■ **TASK TO COMPLETE**
Reproduce the entries exactly.

■ **Collected data entries**

____________________

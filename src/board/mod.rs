//! The checkers board: piece placement, move legality, and move execution.
//!
//! `Board` owns the sparse position -> piece map and every geometric rule:
//! - bounds and dark-square checks
//! - forced jumps (no simple steps while a capture is available)
//! - captures and back-rank promotion
//!
//! Turn order is not enforced here; that is the session's job.

mod render;
mod state;

pub use state::Board;
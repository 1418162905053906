//! Sessions: one board, two players, strictly alternating turns.
//!
//! ## Turn flow
//!
//! 1. Ask the seat to move for a command.
//! 2. `QUIT` or a disconnect ends the game in the opponent's favour.
//! 3. `MOVE:<path>` is played on a scratch board; on success the scratch
//!    board becomes the live board, the mover gets `ACCEPTED` and the
//!    opponent gets the move verbatim. Otherwise the mover gets `REJECTED`
//!    and is asked again.
//! 4. After an accepted move, if the opponent cannot move the mover wins;
//!    otherwise the turn passes.

pub mod player;
#[allow(clippy::module_inception)]
pub mod session;

pub use player::{Player, ScriptedPlayer};
pub use session::{Session, SessionState};
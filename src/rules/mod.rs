//! Turn-level rules.
//!
//! `play_path` turns a whole `MOVE` command into a new board (or a
//! `Rejection`), enforcing the chain rules that span several hops:
//! - multi-hop commands are jumps only
//! - non-kings never move backward within a command
//! - a jump sequence is carried on until no capture remains, unless the
//!   piece is crowned along the way
//!
//! `GameResult` records who won and why.

pub mod engine;
pub mod rejection;

pub use engine::{play_path, EndReason, GameResult};
pub use rejection::Rejection;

____________________

■ **THE COMPLETED TASK**
filename src/board/mod.rs
//! The checkers board: piece placement, move legality, and move execution.
//!
//! `Board` owns the sparse position -> piece map and every geometric rule:
//! - bounds and dark-square checks
//! - forced jumps (no simple steps while a capture is available)
//! - captures and back-rank promotion
//!
//! Turn order is not enforced here; that is the session's job.

mod render;
mod state;

pub use state::Board;
repository 1418162905053906
//! Sessions: one board, two players, strictly alternating turns.
//!
//! ## Turn flow
//!
//! 1. Ask the seat to move for a command.
//! 2. `QUIT` or a disconnect ends the game in the opponent's favour.
//! 3. `MOVE:<path>` is played on a scratch board; on success the scratch
//!    board becomes the live board, the mover gets `ACCEPTED` and the
//!    opponent gets the move verbatim. Otherwise the mover gets `REJECTED`
//!    and is asked again.
//! 4. After an accepted move, if the opponent cannot move the mover wins;
//!    otherwise the turn passes.

pub mod player;
#[allow(clippy::module_inception)]
pub mod session;

pub use player::{Player, ScriptedPlayer};
pub use session::{Session, SessionState};
filename src/rules/mod.rs
//! Turn-level rules.
//!
//! `play_path` turns a whole `MOVE` command into a new board (or a
//! `Rejection`), enforcing the chain rules that span several hops:
//! - multi-hop commands are jumps only
//! - non-kings never move backward within a command
//! - a jump sequence is carried on until no capture remains, unless the
//!   piece is crowned along the way
//!
//! `GameResult` records who won and why.

pub mod engine;
pub mod rejection;

pub use engine::{play_path, EndReason, GameResult};
pub use rejection::Rejection;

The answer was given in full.